The organizers of the greenhouse’s inauguration know full well that planting trees is no absolute solution to the Kurdistan Region’s environmental woes.
For Hasar member Gashbin Idris, care for the environment started out while he was a student, through the simple act of cleaning his university classroom every morning.
“Being here doesn’t mean I’m only thinking of one million trees,” Gashbin said. “I’d be having a meal at home and thinking of ways to save the environment”.
For Intira Thepsittawiwat, a Thai contributor to the project now living in Erbil, “it’s about giving back to the Kurdistan Region, to make it greener."
Initra has lived in Erbil since July 2018 with her husband, the consul-general of Czech Republic in Erbil. Moving with him from one country to another, Intira would use each country’s local products to practice her love of handicrafts, provide job opportunities to locals, and – in case of the Kurdistan Region where she noticed an absence of trees when she would hike – promote environmental initiatives.
She started her non-profit Intimade project to make handmade face masks in the Kurdistan Region more than a month ago; Hasar is the first organisation she has offered her project’s support to. She donates 100 percent of her profits to planting trees through the organization.
“We should protect ourselves and protect each other, and give back to nature,” she said of her investment in Hasar.
A second greenhouse will house some more of the acorns; others will be distributed to small greenhouses at the homes of people who want to help raise seeds into saplings.
When 28-year-old Govar Kamil isn’t working at the UKH public relations department, he is a carpenter, running a workshop near his house and an online store called Darkhana - branded with a logo of a squirrel clutching an acorn.
Kamil, nicknamed Bla, contributes to the million tree project by making small greenhouses for the saplings destined for the homes of those willing to look after them, made from recycled wood.
“As a carpenter, I know that cutting wood is harmful for the environment, but we still need it for our furniture,” Bla said. “I cut a tree to make a product, but I plant two trees to replace the one I cut down.”

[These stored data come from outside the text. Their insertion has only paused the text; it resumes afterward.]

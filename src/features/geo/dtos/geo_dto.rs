use serde::{Deserialize, Serialize};
use utoipa::ToSchema;
use uuid::Uuid;
use validator::Validate;

use crate::core::error::{AppError, Result};
use crate::features::geo::models::{Geo, NewPoint};

/// Request DTO for creating a point
///
/// Both coordinates are optional at the serde level so that a missing field
/// is reported as a field validation error rather than a decode failure.
#[derive(Debug, Clone, Serialize, Deserialize, Validate, ToSchema)]
#[serde(rename_all = "camelCase")]
pub struct CreatePointDto {
    #[validate(
        required(message = "Latitude is required"),
        range(min = -90.0, max = 90.0, message = "Latitude must be between -90 and 90")
    )]
    #[schema(minimum = -90.0, maximum = 90.0, example = 10.0)]
    pub latitude: Option<f64>,

    #[validate(
        required(message = "Longitude is required"),
        range(min = -180.0, max = 180.0, message = "Longitude must be between -180 and 180")
    )]
    #[schema(minimum = -180.0, maximum = 180.0, example = 20.0)]
    pub longitude: Option<f64>,
}

impl CreatePointDto {
    /// Validate the request and turn it into an unpersisted point
    pub fn into_new_point(self) -> Result<NewPoint> {
        self.validate()?;

        match (self.latitude, self.longitude) {
            (Some(latitude), Some(longitude)) => Ok(NewPoint {
                geo: Geo::new(latitude, longitude),
            }),
            // `required` already rejected this case
            _ => Err(AppError::Internal(
                "validated point is missing a coordinate".to_string(),
            )),
        }
    }
}

/// Response DTO for a persisted point
#[derive(Debug, Clone, PartialEq, Serialize, Deserialize, ToSchema)]
#[serde(rename_all = "camelCase")]
pub struct PointResponseDto {
    pub id: Uuid,
    #[schema(example = 10.0)]
    pub latitude: f64,
    #[schema(example = 20.0)]
    pub longitude: f64,
}

#[cfg(test)]
mod tests {
    use super::*;
    use serde_json::json;

    fn dto(value: serde_json::Value) -> CreatePointDto {
        serde_json::from_value(value).unwrap()
    }

    #[test]
    fn test_into_new_point() {
        let point = dto(json!({"latitude": 10, "longitude": 20}))
            .into_new_point()
            .unwrap();
        assert_eq!(point.geo, Geo::new(10.0, 20.0));
    }

    #[test]
    fn test_missing_fields_are_required_errors() {
        match dto(json!({})).into_new_point() {
            Err(AppError::Validation(errors)) => {
                assert_eq!(errors.len(), 2);
                assert_eq!(errors[0].field, "latitude");
                assert_eq!(errors[0].message, "Latitude is required");
                assert_eq!(errors[1].field, "longitude");
                assert_eq!(errors[1].message, "Longitude is required");
            }
            other => panic!("expected validation error, got {other:?}"),
        }
    }

    #[test]
    fn test_out_of_range_coordinates() {
        match dto(json!({"latitude": -90.01, "longitude": 180})).into_new_point() {
            Err(AppError::Validation(errors)) => {
                assert_eq!(errors.len(), 1);
                assert_eq!(errors[0].field, "latitude");
                assert_eq!(errors[0].message, "Latitude must be between -90 and 90");
            }
            other => panic!("expected validation error, got {other:?}"),
        }
    }

    #[test]
    fn test_null_is_treated_as_missing() {
        assert!(matches!(
            dto(json!({"latitude": null, "longitude": 1})).into_new_point(),
            Err(AppError::Validation(_))
        ));
    }

    #[test]
    fn test_point_response_serializes_camel_case() {
        let id = Uuid::now_v7();
        let body = serde_json::to_value(PointResponseDto {
            id,
            latitude: 10.0,
            longitude: 20.0,
        })
        .unwrap();
        assert_eq!(
            body,
            json!({"id": id.to_string(), "latitude": 10.0, "longitude": 20.0})
        );
    }
}
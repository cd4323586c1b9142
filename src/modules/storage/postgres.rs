use async_trait::async_trait;
use chrono::{DateTime, Utc};
use sqlx::{FromRow, PgPool};
use uuid::Uuid;

use super::{ChatStorage, GeoStorage, StorageError};
use crate::features::chats::models::{Chat, NewChat};
use crate::features::geo::models::{Area, Geo, NewPoint, Point};

#[derive(Debug, FromRow)]
struct PointRow {
    id: Uuid,
    latitude: f64,
    longitude: f64,
}

impl From<PointRow> for Point {
    fn from(r: PointRow) -> Self {
        Self {
            id: r.id,
            geo: Geo::new(r.latitude, r.longitude),
        }
    }
}

#[derive(Debug, FromRow)]
struct ChatRow {
    id: Uuid,
    title: String,
    point_id: Uuid,
    created_at: DateTime<Utc>,
}

impl From<ChatRow> for Chat {
    fn from(r: ChatRow) -> Self {
        Self {
            id: r.id,
            title: r.title,
            point_id: r.point_id,
            created_at: r.created_at,
        }
    }
}

/// Points table backed by PostgreSQL
pub struct PgGeoStorage {
    pool: PgPool,
}

impl PgGeoStorage {
    pub fn new(pool: PgPool) -> Self {
        Self { pool }
    }
}

#[async_trait]
impl GeoStorage for PgGeoStorage {
    async fn add_point(&self, point: NewPoint) -> Result<Point, StorageError> {
        let row = sqlx::query_as::<_, PointRow>(
            r#"
            INSERT INTO points (id, latitude, longitude)
            VALUES ($1, $2, $3)
            RETURNING id, latitude, longitude
            "#,
        )
        .bind(Uuid::now_v7())
        .bind(point.geo.latitude)
        .bind(point.geo.longitude)
        .fetch_one(&self.pool)
        .await
        .map_err(|e| {
            tracing::error!("Failed to insert point: {:?}", e);
            StorageError::Database(e)
        })?;

        Ok(row.into())
    }

    async fn get_points_in_area(&self, area: &Area) -> Result<Vec<Point>, StorageError> {
        let rows = sqlx::query_as::<_, PointRow>(
            r#"
            SELECT id, latitude, longitude
            FROM points
            WHERE latitude BETWEEN $1 AND $2
              AND longitude BETWEEN $3 AND $4
            ORDER BY created_at, id
            "#,
        )
        .bind(area.min_latitude())
        .bind(area.max_latitude())
        .bind(area.min_longitude())
        .bind(area.max_longitude())
        .fetch_all(&self.pool)
        .await
        .map_err(|e| {
            tracing::error!("Failed to query points in area {:?}: {:?}", area, e);
            StorageError::Database(e)
        })?;

        Ok(rows.into_iter().map(Into::into).collect())
    }
}

/// Chats table backed by PostgreSQL
pub struct PgChatStorage {
    pool: PgPool,
}

impl PgChatStorage {
    pub fn new(pool: PgPool) -> Self {
        Self { pool }
    }
}

#[async_trait]
impl ChatStorage for PgChatStorage {
    async fn add_chat(&self, chat: NewChat) -> Result<Chat, StorageError> {
        let row = sqlx::query_as::<_, ChatRow>(
            r#"
            INSERT INTO chats (id, title, point_id)
            VALUES ($1, $2, $3)
            RETURNING id, title, point_id, created_at
            "#,
        )
        .bind(Uuid::now_v7())
        .bind(&chat.title)
        .bind(chat.point_id)
        .fetch_one(&self.pool)
        .await
        .map_err(|e| match e {
            sqlx::Error::Database(ref db) if db.is_foreign_key_violation() => {
                StorageError::Constraint(format!("point {} does not exist", chat.point_id))
            }
            e => {
                tracing::error!("Failed to insert chat: {:?}", e);
                StorageError::Database(e)
            }
        })?;

        Ok(row.into())
    }

    async fn get_chat(&self, id: Uuid) -> Result<Option<Chat>, StorageError> {
        let row = sqlx::query_as::<_, ChatRow>(
            r#"
            SELECT id, title, point_id, created_at
            FROM chats
            WHERE id = $1
            "#,
        )
        .bind(id)
        .fetch_optional(&self.pool)
        .await?;

        Ok(row.map(Into::into))
    }
}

The minds of many in the Kurdistan Region are occupied by other, seemingly more urgent crises -- including the ongoing coronavirus pandemic. But Hasar co-founder Ali believes that the global climate crisis is more dangerous than the coronavirus; climate change is slower, but with effects “more severe than coronavirus,” he added.
Earlier this month, the United Nations called Iraq “one of the most climate vulnerable countries in the world”.
“Urgent climate action is needed if we are to safeguard the environment for future generations,” read a joint statement from the UN mission in Iraq (UNAMI), Britain, France, and Italy as the 2020 Climate Action Ambition Summit launched on the fifth anniversary of the landmark Paris Agreement.
“All countries should be prepared for the climate emergency,” Ali said.
“We are involved in different issues – economic crisis, internal conflict, military conflict with ISIS… the government is busy with such things, but I have time”, he said. “Our responsibility as an NGO is to help the KRG in such a crisis”.